» **Description of the task**: This exercise calls for copying every line below that holds the word "TokenConfig".
------ Source records
//! Edge gate
//!
//! Runs before any protected page is served. Cookie presence alone is not
//! trusted: each gated request is confirmed against the identity-session
//! endpoint, and anything short of a session expiring strictly in the future
//! redirects to the login-required page.

pub mod lookup;

use axum::{
    extract::{Request, State},
    http::{HeaderMap, Method},
    middleware::Next,
    response::{IntoResponse, Redirect, Response},
};
use chrono::{DateTime, Utc};
use std::sync::Arc;
use tracing::{debug, warn};

use crate::session::cookie::{cookie_header, session_token};

pub use lookup::{HttpSessionLookup, SessionLookup, SessionSnapshot, SessionValidationError};

/// Header set on speculative prefetch navigations
pub const PREFETCH_HEADER: &str = "x-middleware-prefetch";

/// Outcome of gating one request
#[derive(Debug, Clone, PartialEq, Eq)]
pub enum GateDecision {
    Allow,
    /// Redirect to the given location
    Deny(String),
}

/// Why a request was denied (for logging)
#[derive(Debug, Clone, Copy, PartialEq, Eq)]
enum DenyReason {
    NoCookie,
    LookupFailed,
    NoExpiry,
    Expired,
}

pub struct EdgeGate {
    lookup: Arc<dyn SessionLookup>,
    protected_paths: Vec<String>,
    deny_location: String,
}

impl EdgeGate {
    pub fn new(
        lookup: Arc<dyn SessionLookup>,
        protected_paths: Vec<String>,
        login_path: &str,
        callback_url: &str,
    ) -> Self {
        Self {
            lookup,
            protected_paths,
            deny_location: format!("{}?callbackUrl={}", login_path, callback_url),
        }
    }

    /// Whether `path` is gated; matching is exact
    pub fn is_protected(&self, path: &str) -> bool {
        self.protected_paths.iter().any(|p| p == path)
    }

    pub fn deny_location(&self) -> &str {
        &self.deny_location
    }

    /// Decide a request to a protected path
    pub async fn evaluate(&self, method: &Method, headers: &HeaderMap) -> GateDecision {
        if method == Method::HEAD || is_prefetch(headers) {
            return GateDecision::Allow;
        }

        if session_token(headers).is_none() {
            return self.deny(DenyReason::NoCookie);
        }

        let cookies = cookie_header(headers).unwrap_or_default();
        let snapshot = match self.lookup.lookup(&cookies).await {
            Ok(snapshot) => snapshot,
            Err(e) => {
                warn!(error = %e, "Session lookup failed");
                return self.deny(DenyReason::LookupFailed);
            }
        };

        let Some(expires) = snapshot.expires.as_deref() else {
            return self.deny(DenyReason::NoExpiry);
        };

        match DateTime::parse_from_rfc3339(expires) {
            Ok(expires) if expires.with_timezone(&Utc) > Utc::now() => GateDecision::Allow,
            Ok(_) => self.deny(DenyReason::Expired),
            Err(e) => {
                warn!(expires = %expires, error = %e, "Unparseable session expiry");
                self.deny(DenyReason::NoExpiry)
            }
        }
    }

    fn deny(&self, reason: DenyReason) -> GateDecision {
        debug!(reason = ?reason, "Gate denied request");
        GateDecision::Deny(self.deny_location.clone())
    }
}

fn is_prefetch(headers: &HeaderMap) -> bool {
    headers
        .get(PREFETCH_HEADER)
        .and_then(|v| v.to_str().ok())
        .is_some_and(|v| v == "1")
}

/// Middleware applying the gate to protected paths
pub async fn edge_gate(State(gate): State<Arc<EdgeGate>>, request: Request, next: Next) -> Response {
    if !gate.is_protected(request.uri().path()) {
        return next.run(request).await;
    }

    match gate.evaluate(request.method(), request.headers()).await {
        GateDecision::Allow => next.run(request).await,
        GateDecision::Deny(location) => Redirect::temporary(&location).into_response(),
    }
}
//! Token configuration
//!
//! Issuer, audience and key id are fixed by the backend contract. TTL and
//! skew are tunable.

use crate::error::{AuthError, Result};

/// Issuer written into every API credential
pub const DEFAULT_ISSUER: &str = "frontend.next";

/// Audience written into every API credential
pub const DEFAULT_AUDIENCE: &str = "backend.flask";

/// Key identifier placed in the token header
pub const DEFAULT_KEY_ID: &str = "main";

/// Credential lifetime in seconds
pub const DEFAULT_TTL_SECS: i64 = 10 * 60;

/// Safety margin subtracted from expiry when deciding whether to re-mint
pub const DEFAULT_SKEW_SECS: i64 = 60;

/// Longest credential lifetime accepted from configuration
pub const MAX_TTL_SECS: i64 = 24 * 60 * 60;

/// Parameters for minting and refreshing API credentials
#[derive(Debug, Clone, PartialEq, Eq)]
pub struct TokenConfig {
    pub issuer: String,
    pub audience: String,
    pub key_id: String,
    pub ttl_secs: i64,
    pub skew_secs: i64,
    /// Roles granted to every signed-in user
    pub roles: Vec<String>,
}

impl Default for TokenConfig {
    fn default() -> Self {
        Self {
            issuer: DEFAULT_ISSUER.to_string(),
            audience: DEFAULT_AUDIENCE.to_string(),
            key_id: DEFAULT_KEY_ID.to_string(),
            ttl_secs: DEFAULT_TTL_SECS,
            skew_secs: DEFAULT_SKEW_SECS,
            roles: vec!["user".to_string()],
        }
    }
}

impl TokenConfig {
    pub fn with_ttl_secs(mut self, ttl_secs: i64) -> Self {
        self.ttl_secs = ttl_secs;
        self
    }

    pub fn with_skew_secs(mut self, skew_secs: i64) -> Self {
        self.skew_secs = skew_secs;
        self
    }

    pub fn with_roles(mut self, roles: Vec<String>) -> Self {
        self.roles = roles;
        self
    }

    /// Check that the skew leaves a usable validity window
    ///
    /// A skew at or above the TTL would re-mint on every session read.
    pub fn validate(&self) -> Result<()> {
        if self.skew_secs < 0 {
            return Err(AuthError::InvalidConfig("skew must not be negative".into()));
        }
        if self.ttl_secs <= self.skew_secs {
            return Err(AuthError::InvalidConfig(format!(
                "ttl ({}s) must exceed skew ({}s)",
                self.ttl_secs, self.skew_secs
            )));
        }
        if self.ttl_secs > MAX_TTL_SECS {
            return Err(AuthError::InvalidConfig(format!(
                "ttl ({}s) must not exceed {}s",
                self.ttl_secs, MAX_TTL_SECS
            )));
        }
        Ok(())
    }
}
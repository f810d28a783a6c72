//! Session and credential records

use chrono::{DateTime, Utc};
use serde::{Deserialize, Serialize};

/// Claims supplied by the caller when minting a credential
#[derive(Debug, Clone, PartialEq, Eq)]
pub struct MintRequest {
    pub subject: String,
    pub email: Option<String>,
    pub roles: Vec<String>,
}

impl MintRequest {
    pub fn new(subject: impl Into<String>) -> Self {
        Self {
            subject: subject.into(),
            email: None,
            roles: Vec::new(),
        }
    }

    pub fn with_email(mut self, email: Option<String>) -> Self {
        self.email = email;
        self
    }

    pub fn with_roles(mut self, roles: Vec<String>) -> Self {
        self.roles = roles;
        self
    }
}

/// Payload of a signed API credential
#[derive(Debug, Clone, PartialEq, Eq, Serialize, Deserialize)]
pub struct ApiClaims {
    /// Subject (identity-provider user id)
    pub sub: String,

    #[serde(default, skip_serializing_if = "Option::is_none")]
    pub email: Option<String>,

    #[serde(default)]
    pub roles: Vec<String>,

    pub iss: String,
    pub aud: String,

    /// Issued at (unix seconds)
    pub iat: i64,

    /// Expires at (unix seconds)
    pub exp: i64,
}

/// A minted API credential together with its validity window
///
/// Derived state of an [`IdentitySession`]: it is replaced wholesale on
/// re-mint, never mutated.
#[derive(Debug, Clone, PartialEq, Eq, Serialize, Deserialize)]
pub struct ApiCredential {
    /// Compact signed token
    pub token: String,
    pub issued_at: i64,
    pub expires_at: i64,
}

/// An authenticated user's session record
#[derive(Debug, Clone, PartialEq, Eq, Serialize, Deserialize)]
pub struct IdentitySession {
    /// Identity-provider subject; absent for partial sessions
    #[serde(default, skip_serializing_if = "Option::is_none")]
    pub subject: Option<String>,

    #[serde(default, skip_serializing_if = "Option::is_none")]
    pub email: Option<String>,

    #[serde(default, skip_serializing_if = "Option::is_none")]
    pub name: Option<String>,

    /// Avatar URI
    #[serde(default, skip_serializing_if = "Option::is_none")]
    pub image: Option<String>,

    pub expires: DateTime<Utc>,

    #[serde(default, skip_serializing_if = "Option::is_none")]
    pub credential: Option<ApiCredential>,
}

impl IdentitySession {
    pub fn new(subject: impl Into<String>, expires: DateTime<Utc>) -> Self {
        Self {
            subject: Some(subject.into()),
            email: None,
            name: None,
            image: None,
            expires,
            credential: None,
        }
    }

    /// A session without a subject (sign-in still in progress)
    pub fn anonymous(expires: DateTime<Utc>) -> Self {
        Self {
            subject: None,
            email: None,
            name: None,
            image: None,
            expires,
            credential: None,
        }
    }

    pub fn with_email(mut self, email: impl Into<String>) -> Self {
        self.email = Some(email.into());
        self
    }

    pub fn with_name(mut self, name: impl Into<String>) -> Self {
        self.name = Some(name.into());
        self
    }

    pub fn with_image(mut self, image: impl Into<String>) -> Self {
        self.image = Some(image.into());
        self
    }

    pub fn with_credential(mut self, credential: ApiCredential) -> Self {
        self.credential = Some(credential);
        self
    }

    pub fn with_expires(mut self, expires: DateTime<Utc>) -> Self {
        self.expires = expires;
        self
    }
}

/// User fields visible to the browser
#[derive(Debug, Clone, PartialEq, Eq, Serialize, Deserialize)]
pub struct SessionUser {
    #[serde(default, skip_serializing_if = "Option::is_none")]
    pub id: Option<String>,
    #[serde(default, skip_serializing_if = "Option::is_none")]
    pub email: Option<String>,
    #[serde(default, skip_serializing_if = "Option::is_none")]
    pub name: Option<String>,
    #[serde(default, skip_serializing_if = "Option::is_none")]
    pub image: Option<String>,
}

/// Session shape served to the browser
#[derive(Debug, Clone, PartialEq, Eq, Serialize, Deserialize)]
#[serde(rename_all = "camelCase")]
pub struct ClientSession {
    pub user: SessionUser,
    pub expires: DateTime<Utc>,
    #[serde(default, skip_serializing_if = "Option::is_none")]
    pub api_token: Option<String>,
}

#[cfg(test)]
mod tests {
    use super::*;
    use chrono::TimeZone;

    #[test]
    fn test_client_session_wire_shape() {
        let client = ClientSession {
            user: SessionUser {
                id: Some("1234".into()),
                email: Some("ada@example.com".into()),
                name: None,
                image: None,
            },
            expires: Utc.with_ymd_and_hms(2030, 1, 2, 3, 4, 5).unwrap(),
            api_token: Some("abc.def.ghi".into()),
        };

        let json = serde_json::to_value(&client).unwrap();
        assert_eq!(json["apiToken"], "abc.def.ghi");
        assert_eq!(json["user"]["id"], "1234");
        assert!(json["user"].get("name").is_none());
        assert_eq!(json["expires"], "2030-01-02T03:04:05Z");
    }

    #[test]
    fn test_claims_omit_missing_email() {
        let claims = ApiClaims {
            sub: "u1".into(),
            email: None,
            roles: vec!["user".into()],
            iss: "frontend.next".into(),
            aud: "backend.flask".into(),
            iat: 100,
            exp: 700,
        };
        let json = serde_json::to_value(&claims).unwrap();
        assert!(json.get("email").is_none());
        assert_eq!(json["roles"][0], "user");
    }
}
//! Time source for credential timestamps (unix seconds)

use chrono::Utc;
use std::sync::atomic::{AtomicI64, Ordering};

pub trait Clock: Send + Sync {
    /// Current time in whole seconds since the epoch
    fn now(&self) -> i64;
}

/// Wall clock
#[derive(Debug, Default, Clone, Copy)]
pub struct SystemClock;

impl Clock for SystemClock {
    fn now(&self) -> i64 {
        Utc::now().timestamp()
    }
}

/// Clock that only moves when told to
#[derive(Debug, Default)]
pub struct ManualClock {
    now: AtomicI64,
}

impl ManualClock {
    pub fn new(now: i64) -> Self {
        Self {
            now: AtomicI64::new(now),
        }
    }

    pub fn set(&self, now: i64) {
        self.now.store(now, Ordering::SeqCst);
    }

    pub fn advance(&self, secs: i64) {
        self.now.fetch_add(secs, Ordering::SeqCst);
    }
}

impl Clock for ManualClock {
    fn now(&self) -> i64 {
        self.now.load(Ordering::SeqCst)
    }
}
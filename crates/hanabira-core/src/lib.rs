//! Core types shared by the hanabira crates.

use serde::{Deserialize, Serialize};

/// Minimum time between two executed simulation ticks (~30fps cap).
pub const FRAME_INTERVAL_MS: f64 = 33.0;

/// Delay between mounting the orchestrator and starting any effect.
pub const ACTIVATION_DELAY_MS: f64 = 300.0;

/// Delay before the petal field loads its second batch.
pub const PETAL_TOPUP_DELAY_MS: f64 = 500.0;

/// Y coordinate at which falling particles are spawned, just above the top edge.
pub const SPAWN_Y: f32 = -20.0;

/// One of the ambient effects the engine can draw.
#[derive(Debug, Clone, Copy, PartialEq, Eq, Hash, Serialize, Deserialize)]
#[serde(rename_all = "lowercase")]
pub enum Effect {
    /// Falling cherry blossom petals.
    Sakura,
    /// Falling snowflakes.
    Snow,
    /// A static field of twinkling stars.
    Stars,
}

impl Effect {
    /// All effects in mount order.
    pub const ALL: [Effect; 3] = [Effect::Sakura, Effect::Snow, Effect::Stars];

    /// Get the display name of the effect.
    pub fn name(&self) -> &'static str {
        match self {
            Effect::Sakura => "sakura",
            Effect::Snow => "snow",
            Effect::Stars => "stars",
        }
    }

    /// Number of particles seeded when the effect starts.
    pub fn initial_population(&self) -> usize {
        match self {
            Effect::Sakura => 10,
            Effect::Snow => 30,
            Effect::Stars => 50,
        }
    }

    /// Population the field settles at once fully loaded.
    pub fn target_population(&self) -> usize {
        match self {
            Effect::Sakura => 20,
            Effect::Snow => 30,
            Effect::Stars => 50,
        }
    }

    /// Delay of the one-shot staggered load, if the effect seeds in two phases.
    pub fn staggered_load_delay_ms(&self) -> Option<f64> {
        match self {
            Effect::Sakura => Some(PETAL_TOPUP_DELAY_MS),
            Effect::Snow | Effect::Stars => None,
        }
    }

    /// Whether the whole population is regenerated on every resize.
    pub fn reseeds_on_resize(&self) -> bool {
        matches!(self, Effect::Stars)
    }
}

/// Which effects are switched on.
///
/// Missing keys deserialize as `false`, so `{ "stars": true }` is a valid
/// configuration enabling only the star field.
#[derive(Debug, Clone, Copy, Default, PartialEq, Eq, Serialize, Deserialize)]
#[serde(default)]
pub struct EffectsConfig {
    pub sakura: bool,
    pub snow: bool,
    pub stars: bool,
}

impl EffectsConfig {
    /// Check whether the given effect is switched on.
    pub fn is_enabled(&self, effect: Effect) -> bool {
        match effect {
            Effect::Sakura => self.sakura,
            Effect::Snow => self.snow,
            Effect::Stars => self.stars,
        }
    }

    /// Iterate over the enabled effects in mount order.
    pub fn enabled(&self) -> impl Iterator<Item = Effect> + '_ {
        Effect::ALL.into_iter().filter(|e| self.is_enabled(*e))
    }

    /// Check whether at least one effect is switched on.
    pub fn any(&self) -> bool {
        self.sakura || self.snow || self.stars
    }
}

/// Size of the drawable area in logical pixels.
#[derive(Debug, Clone, Copy, Default, PartialEq)]
pub struct Viewport {
    pub width: f32,
    pub height: f32,
}

impl Viewport {
    /// Create a viewport of the given size.
    pub const fn new(width: f32, height: f32) -> Self {
        Self { width, height }
    }
}
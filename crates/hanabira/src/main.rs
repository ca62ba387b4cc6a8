mod app;
mod cli;
mod logging;

use clap::Parser;
use hanabira_config::{Config, load_site_effects};

use crate::app::{App, Settings};
use crate::cli::Cli;

fn main() -> color_eyre::Result<()> {
    color_eyre::install()?;
    let cli = Cli::parse();

    if let Some(path) = logging::init(cli.verbose, cli.quiet) {
        log::info!("logging to {}", path.display());
    }

    let config = match &cli.config {
        Some(path) => Config::load_from(path)?,
        None => Config::load()?,
    };
    let site_effects = match &cli.site_config {
        Some(path) => load_site_effects(path)?,
        None => None,
    };
    let settings = Settings::resolve(config, site_effects, cli.effects_override(), cli.seed);
    log::info!("effects: {:?}, seed: {}", settings.effects, settings.seed);

    let (cols, rows) = crossterm::terminal::size()?;
    let terminal = ratatui::init();
    let result = App::new(settings, cols, rows).run(terminal);
    ratatui::restore();
    result
}
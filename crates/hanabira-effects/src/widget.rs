//! Terminal presentation of effect canvases.

use ratatui::{buffer::Buffer, layout::Rect, widgets::Widget};

use crate::color::Rgba;
use crate::surface::Canvas;

/// Pixels fainter than this are treated as empty.
const INK_THRESHOLD: f32 = 0.02;

/// Composites canvases over whatever is already in the buffer.
///
/// Each terminal cell shows two raster rows using half blocks. Cells whose
/// pixels are all empty are left alone, so the page below stays visible.
#[derive(Debug, Clone)]
pub struct Overlay<'a> {
    layers: Vec<&'a Canvas>,
    backdrop: Rgba,
}

impl<'a> Overlay<'a> {
    /// Stack `layers` bottom to top. `backdrop` is the color translucent
    /// pixels are flattened against.
    pub fn new(layers: impl IntoIterator<Item = &'a Canvas>, backdrop: Rgba) -> Self {
        Self {
            layers: layers.into_iter().collect(),
            backdrop,
        }
    }

    fn composite(&self, col: usize, row: usize) -> Rgba {
        self.layers
            .iter()
            .fold(Rgba::TRANSPARENT, |acc, canvas| canvas.pixel(col, row).over(acc))
    }
}

impl Widget for Overlay<'_> {
    fn render(self, area: Rect, buf: &mut Buffer) {
        if self.layers.is_empty() {
            return;
        }
        for y in 0..area.height {
            for x in 0..area.width {
                let col = x as usize;
                let top = self.composite(col, y as usize * 2);
                let bottom = self.composite(col, y as usize * 2 + 1);
                let top_ink = top.a > INK_THRESHOLD;
                let bottom_ink = bottom.a > INK_THRESHOLD;
                if !top_ink && !bottom_ink {
                    continue;
                }

                let Some(cell) = buf.cell_mut((area.x + x, area.y + y)) else {
                    continue;
                };
                match (top_ink, bottom_ink) {
                    (true, true) => {
                        cell.set_symbol("▀")
                            .set_fg(top.flatten(self.backdrop))
                            .set_bg(bottom.flatten(self.backdrop));
                    }
                    (true, false) => {
                        cell.set_symbol("▀").set_fg(top.flatten(self.backdrop));
                    }
                    _ => {
                        cell.set_symbol("▄").set_fg(bottom.flatten(self.backdrop));
                    }
                }
            }
        }
    }
}

#[cfg(test)]
mod tests {
    use ratatui::style::Color;

    use super::*;
    use crate::color::WHITE;
    use crate::surface::DrawingSurface;

    fn canvas_with_dot(col: f32, row: f32) -> Canvas {
        let mut canvas = Canvas::new(1.0);
        canvas.resize(4.0, 4.0);
        canvas.set_fill_color(WHITE);
        canvas.fill_disc(col + 0.5, row + 0.5, 0.5);
        canvas.present();
        canvas
    }

    #[test]
    fn test_only_inked_cells_change() {
        let canvas = canvas_with_dot(1.0, 0.0);
        let area = Rect::new(0, 0, 4, 2);
        let mut buf = Buffer::filled(area, ratatui::buffer::Cell::new("x"));
        Overlay::new([&canvas], Rgba::rgb(0, 0, 0)).render(area, &mut buf);

        assert_eq!(buf[(1, 0)].symbol(), "▀");
        assert_eq!(buf[(1, 0)].fg, Color::Rgb(255, 255, 255));
        assert_eq!(buf[(0, 0)].symbol(), "x");
        assert_eq!(buf[(3, 1)].symbol(), "x");
    }

    #[test]
    fn test_bottom_half_uses_lower_block() {
        let canvas = canvas_with_dot(2.0, 3.0);
        let area = Rect::new(0, 0, 4, 2);
        let mut buf = Buffer::empty(area);
        Overlay::new([&canvas], Rgba::rgb(0, 0, 0)).render(area, &mut buf);
        assert_eq!(buf[(2, 1)].symbol(), "▄");
    }

    #[test]
    fn test_layers_stack() {
        let a = canvas_with_dot(0.0, 0.0);
        let b = canvas_with_dot(0.0, 1.0);
        let area = Rect::new(0, 0, 4, 2);
        let mut buf = Buffer::empty(area);
        Overlay::new([&a, &b], Rgba::rgb(0, 0, 0)).render(area, &mut buf);
        assert_eq!(buf[(0, 0)].symbol(), "▀");
        assert_eq!(buf[(0, 0)].bg, Color::Rgb(255, 255, 255));
    }

    #[test]
    fn test_no_layers_no_change() {
        let area = Rect::new(0, 0, 4, 2);
        let mut buf = Buffer::filled(area, ratatui::buffer::Cell::new("x"));
        Overlay::new(Vec::<&Canvas>::new(), Rgba::rgb(0, 0, 0)).render(area, &mut buf);
        assert_eq!(buf, Buffer::filled(area, ratatui::buffer::Cell::new("x")));
    }
}
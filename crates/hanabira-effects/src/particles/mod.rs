//! Particle variants.
//!
//! Each effect has its own particle shape. They share no state, only the
//! [`Particle`] capability used by [`crate::field::ParticleField`].

pub mod flake;
pub mod petal;
pub mod star;

use hanabira_core::Viewport;
use rand::Rng;

use crate::surface::DrawingSurface;

pub use flake::Flake;
pub use petal::Petal;
pub use star::Star;

/// A single simulated body.
pub trait Particle {
    /// Construct a fresh particle for a viewport of the given size.
    fn spawn<R: Rng>(bounds: Viewport, rng: &mut R) -> Self;

    /// Move a freshly spawned particle somewhere across the viewport height,
    /// so the first frame is not empty.
    fn scatter<R: Rng>(&mut self, _bounds: Viewport, _rng: &mut R) {}

    /// Advance one tick. Returns `true` when the particle should be removed.
    fn update<R: Rng>(&mut self, bounds_height: f32, rng: &mut R) -> bool;

    /// Draw the particle onto the surface.
    fn draw<S: DrawingSurface + ?Sized>(&self, surface: &mut S);
}

/// Draw from `U(min, max)`.
///
/// An empty range collapses to `min` rather than panicking, which happens
/// when the viewport has zero width or height.
pub(crate) fn uniform<R: Rng>(rng: &mut R, min: f32, max: f32) -> f32 {
    min + rng.random::<f32>() * (max - min)
}

#[cfg(test)]
mod tests {
    use rand::{SeedableRng, rngs::StdRng};

    use super::*;

    #[test]
    fn test_uniform_stays_in_range() {
        let mut rng = StdRng::seed_from_u64(7);
        for _ in 0..1000 {
            let v = uniform(&mut rng, 8.0, 20.0);
            assert!((8.0..20.0).contains(&v) || v == 20.0);
        }
    }

    #[test]
    fn test_uniform_empty_range() {
        let mut rng = StdRng::seed_from_u64(7);
        assert_eq!(uniform(&mut rng, 0.0, 0.0), 0.0);
    }
}
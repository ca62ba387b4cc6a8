//! Color utilities for the overlay raster.

use ratatui::style::Color;

/// Petal body pink.
pub const PETAL_PINK: Rgba = Rgba::rgb(0xFF, 0xB7, 0xD5);

/// Petal center, lavender blush.
pub const PETAL_CENTER: Rgba = Rgba::rgb(0xFF, 0xF0, 0xF5);

/// Snowflake and star white.
pub const WHITE: Rgba = Rgba::rgb(0xFF, 0xFF, 0xFF);

/// A straight (non-premultiplied) RGBA color with channels in `0.0..=1.0`.
#[derive(Debug, Clone, Copy, Default, PartialEq)]
pub struct Rgba {
    pub r: f32,
    pub g: f32,
    pub b: f32,
    pub a: f32,
}

impl Rgba {
    /// Fully transparent black.
    pub const TRANSPARENT: Rgba = Rgba {
        r: 0.0,
        g: 0.0,
        b: 0.0,
        a: 0.0,
    };

    /// Build an opaque color from 8-bit channels.
    pub const fn rgb(r: u8, g: u8, b: u8) -> Self {
        Self {
            r: r as f32 / 255.0,
            g: g as f32 / 255.0,
            b: b as f32 / 255.0,
            a: 1.0,
        }
    }

    /// Return the same color with its alpha multiplied by `alpha`.
    pub fn with_alpha(self, alpha: f32) -> Self {
        Self {
            a: (self.a * alpha).clamp(0.0, 1.0),
            ..self
        }
    }

    /// Composite `self` over `dst` (source-over).
    pub fn over(self, dst: Rgba) -> Rgba {
        let sa = self.a;
        let da = dst.a * (1.0 - sa);
        let a = sa + da;
        if a <= f32::EPSILON {
            return Rgba::TRANSPARENT;
        }
        Rgba {
            r: (self.r * sa + dst.r * da) / a,
            g: (self.g * sa + dst.g * da) / a,
            b: (self.b * sa + dst.b * da) / a,
            a,
        }
    }

    /// Flatten against an opaque backdrop into a terminal color.
    pub fn flatten(self, backdrop: Rgba) -> Color {
        let mix = |c: f32, bd: f32| ((c * self.a + bd * (1.0 - self.a)) * 255.0).round() as u8;
        Color::Rgb(
            mix(self.r, backdrop.r),
            mix(self.g, backdrop.g),
            mix(self.b, backdrop.b),
        )
    }
}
------------
» **Output**:
pub struct TokenConfig {
impl Default for TokenConfig {
impl TokenConfig {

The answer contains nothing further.